Your dog won’t take treats as a reward for not pulling on a walk? That’s normal. So go train Loose Leash Walking in places where they will work for treats, create a solid understanding of the behavior and how to earn the reward, and then introduce real life rewards.
If you haven’t yet, take the Dog Training Essentials course.
Food is not the be-all and end-all of reward based training. You absolutely will, in most cases, run into a point of diminishing returns with food. That’s where we introduce real life rewards. But in order for the dog to be able to work for real life rewards, they need to understand “if I do X random behavior, I get what I want.” The most efficient way to teach that is by starting with food.
Make sure you have these elements in place
Get your training mechanics all neat and tidy
“Training mechanics” refers to your physical actions during a training session. Things like making sure your timing is right, making clear hand gestures, and not making a lot of extra movement that might be confusing.
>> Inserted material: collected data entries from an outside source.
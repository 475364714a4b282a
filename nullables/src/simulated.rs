//! Simulated backend for local development and demos.
//!
//! Answers from an in-memory catalogue with a randomized delay, the way the
//! demo page used to fake the service. Register and transfer follow the
//! ledger contract's rules: duplicate registrations fail with
//! `ProductAlreadyExists`, transfers need the current owner and an existing
//! product.

use async_trait::async_trait;
use legit_backend::{
    BackendError, LedgerBackend, LookupReply, OperationReceipt, RegisterProductRequest,
    TransferOwnershipRequest, TransportError,
};
use legit_types::{ProductDetails, ProductId, Timestamp};
use rand::Rng;
use std::collections::{HashMap, HashSet};
use std::ops::RangeInclusive;
use std::sync::{Mutex, MutexGuard, PoisonError};
use std::time::{Duration, SystemTime, UNIX_EPOCH};

/// Manufacturer account used for simulated registrations.
pub const DEMO_MANUFACTURER: &str = "GD23ZFKW4QLVX3TMDXE45RSUDGKJ6EL6TCXSE7RTMJEXKFS5INE7PSJ3";

/// Products registered on the simulated ledger at start-up.
pub const DEMO_REGISTERED: &[&str] = &["NIKE-AIR-123456", "ADIDAS-UB-789012", "ROLEX-SUB-345678"];

/// Products known to be counterfeit. They answer 404 like any unknown id.
pub const DEMO_COUNTERFEIT: &[&str] = &["FAKE-NIKE-000000", "COPY-ROLEX-999999"];

/// Id that always answers HTTP 500, for exercising the server-error path.
pub const DEMO_SERVER_ERROR: &str = "ERROR-500";

/// Default simulated latency in milliseconds.
const DEFAULT_DELAY_MS: RangeInclusive<u64> = 500..=1500;

/// Registration time of the start-up catalogue.
const DEMO_REGISTERED_AT: u64 = 1_700_000_000;

pub struct SimulatedBackend {
    catalogue: Mutex<HashMap<String, ProductDetails>>,
    counterfeit: HashSet<String>,
    manufacturer: String,
    delay_ms: RangeInclusive<u64>,
}

impl SimulatedBackend {
    /// The demo catalogue with the default randomized delay.
    pub fn new() -> Self {
        let catalogue = DEMO_REGISTERED
            .iter()
            .map(|id| {
                let details = ProductDetails {
                    product_id: id.to_string(),
                    manufacturer: DEMO_MANUFACTURER.to_string(),
                    current_owner: DEMO_MANUFACTURER.to_string(),
                    registered_at: Timestamp::new(DEMO_REGISTERED_AT),
                };
                (id.to_string(), details)
            })
            .collect();
        Self {
            catalogue: Mutex::new(catalogue),
            counterfeit: DEMO_COUNTERFEIT.iter().map(|s| s.to_string()).collect(),
            manufacturer: DEMO_MANUFACTURER.to_string(),
            delay_ms: DEFAULT_DELAY_MS,
        }
    }

    /// Answer without delay.
    pub fn instant() -> Self {
        Self::new().with_delay_ms(0..=0)
    }

    /// Delay each call by a random number of milliseconds in `range`.
    pub fn with_delay_ms(mut self, range: RangeInclusive<u64>) -> Self {
        self.delay_ms = range;
        self
    }

    pub fn is_counterfeit(&self, product_id: &str) -> bool {
        self.counterfeit.contains(product_id)
    }

    fn catalogue(&self) -> MutexGuard<'_, HashMap<String, ProductDetails>> {
        self.catalogue.lock().unwrap_or_else(PoisonError::into_inner)
    }

    async fn simulate_latency(&self) {
        let (lo, hi) = (*self.delay_ms.start(), *self.delay_ms.end());
        if hi == 0 || lo > hi {
            return;
        }
        let ms = rand::thread_rng().gen_range(lo..=hi);
        tokio::time::sleep(Duration::from_millis(ms)).await;
    }

    fn rejected(detail: &str) -> BackendError {
        BackendError::Rejected {
            status: 500,
            detail: format!("Soroban CLI error: {detail}"),
        }
    }
}

impl Default for SimulatedBackend {
    fn default() -> Self {
        Self::new()
    }
}

#[async_trait]
impl LedgerBackend for SimulatedBackend {
    fn name(&self) -> &str {
        "simulated"
    }

    async fn fetch_product_details(
        &self,
        product_id: &ProductId,
    ) -> Result<LookupReply, TransportError> {
        self.simulate_latency().await;

        if product_id.as_str() == DEMO_SERVER_ERROR {
            return Ok(LookupReply::new(500, r#"{"detail":"simulated server error"}"#));
        }

        let found = self.catalogue().get(product_id.as_str()).cloned();
        let reply = match found {
            Some(details) => match serde_json::to_string(&details) {
                Ok(body) => LookupReply::new(200, body),
                Err(e) => LookupReply::new(500, format!(r#"{{"detail":"{e}"}}"#)),
            },
            None => {
                if self.is_counterfeit(product_id.as_str()) {
                    tracing::debug!(product_id = %product_id, "simulated counterfeit lookup");
                }
                LookupReply::new(404, r#"{"detail":"Not Found"}"#)
            }
        };
        Ok(reply)
    }

    async fn register_product(
        &self,
        request: &RegisterProductRequest,
    ) -> Result<OperationReceipt, BackendError> {
        self.simulate_latency().await;

        let mut catalogue = self.catalogue();
        if catalogue.contains_key(&request.product_id) {
            return Err(Self::rejected("ProductAlreadyExists"));
        }
        let registered_at = SystemTime::now()
            .duration_since(UNIX_EPOCH)
            .map(|d| d.as_secs())
            .unwrap_or(0);
        catalogue.insert(
            request.product_id.clone(),
            ProductDetails {
                product_id: request.product_id.clone(),
                manufacturer: self.manufacturer.clone(),
                current_owner: self.manufacturer.clone(),
                registered_at: Timestamp::new(registered_at),
            },
        );

        Ok(OperationReceipt {
            status: "success".into(),
            message: "Product registration initiated".into(),
            cli_output: "\"Product registered successfully\"".into(),
        })
    }

    async fn transfer_ownership(
        &self,
        request: &TransferOwnershipRequest,
    ) -> Result<OperationReceipt, BackendError> {
        self.simulate_latency().await;

        let mut catalogue = self.catalogue();
        let product = catalogue
            .get_mut(&request.product_id)
            .ok_or_else(|| Self::rejected("ProductNotFound"))?;
        if product.current_owner != request.current_owner_public_key {
            return Err(Self::rejected("NotAuthorized"));
        }
        product.current_owner = request.new_owner_public_key.clone();

        Ok(OperationReceipt {
            status: "success".into(),
            message: "Ownership transfer initiated".into(),
            cli_output: "\"Ownership transferred successfully\"".into(),
        })
    }

    async fn ping(&self) -> Result<String, BackendError> {
        Ok("Welcome to Product Authenticity Backend API (simulated)".to_string())
    }
}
Your dog does not know which of your gestures, mouth sounds, and facial expressions are relevant to what’s being taught.
Let’s say you unconsciously take a step forward before you give a command. Sparky might think the step forward is part of the cue.
Or you start a training session, and then your spouse pokes their head into the room to ask about dinner plans. Is the ensuing conversation with your spouse part of the training? Who knows! Certainly not Sparky.
It’s like if you were to learn a new language. You’re brand new to it, and you have a conversation with a native speaker who speaks too fast, mumbles, slurs their words, and uses a bunch of local slang that wasn’t covered in your beginner class.
And sure, you might be willing to push through that frustration. Because you, with your big human brain and your big human goals, know why learning a new language is worth doing. You have the benefit of understanding the point.
But your dog? Let alone your infant puppy? They don’t understand the point.
To improve your mechanics:
Film your training sessions
When you film your sessions, you might notice that your timing is off, or you’re doing extra movements, or there’s something in the environment that’s distracting the dog that you weren’t aware of.
As someone who has filmed endless hours of training in order to create all these academy courses, I can tell you that it’s amazing what you catch when you watch the replay that you were completely oblivious to in the moment.
Practice without your dog
As you work on each new tutorial in the Academy courses, it helps to do a “dry run” with an invisible dog before you start a training session. This lets you figure out your hand gestures, how you’re going to juggle the treats and/or leash, and get clear on exactly what to do in the session.
(This advice isn’t just for newbies – I do this before most of my own training sessions)
Set up your training environment properly
Make sure you’re training in a location that’s appropriate for the level you’re at.
See these lessons on leveling up:
Keep training sessions short
1-2 minutes tops, for now. As your dog gets the hang of things, you can increase the duration later.
This is especially important for dogs who are afraid of the consequences of guessing wrong, or dogs like Flower who are easily frustrated by mistakes.
During your training sessions, if the dog does the wrong thing, don’t say anything about it. No corrections or no-reward markers, no “oops” or “no.” Just offer them another chance to get it right. If the dog makes three wrong guesses in a row, split your criteria down further.
(For some dogs, it may make sense to reintroduce no-reward markers later, but at this point)
Reward generously – maintain a high rate of reinforcement (ROR)
When I start working on the exercises in the Teaching the Training Game lesson, I don’t want there to be more than eight seconds between rewards. To do that, split your criteria down into tiny enough pieces that the dog gets it right at least every eight seconds.
This might seem weird for a low-FM dog, because if they won’t work for food, why would they care about MORE food? But we’re operating under the assumption that the real problem is frustration or fear of getting it wrong, remember. Tiny steps and easy wins encourage the dog to keep playing.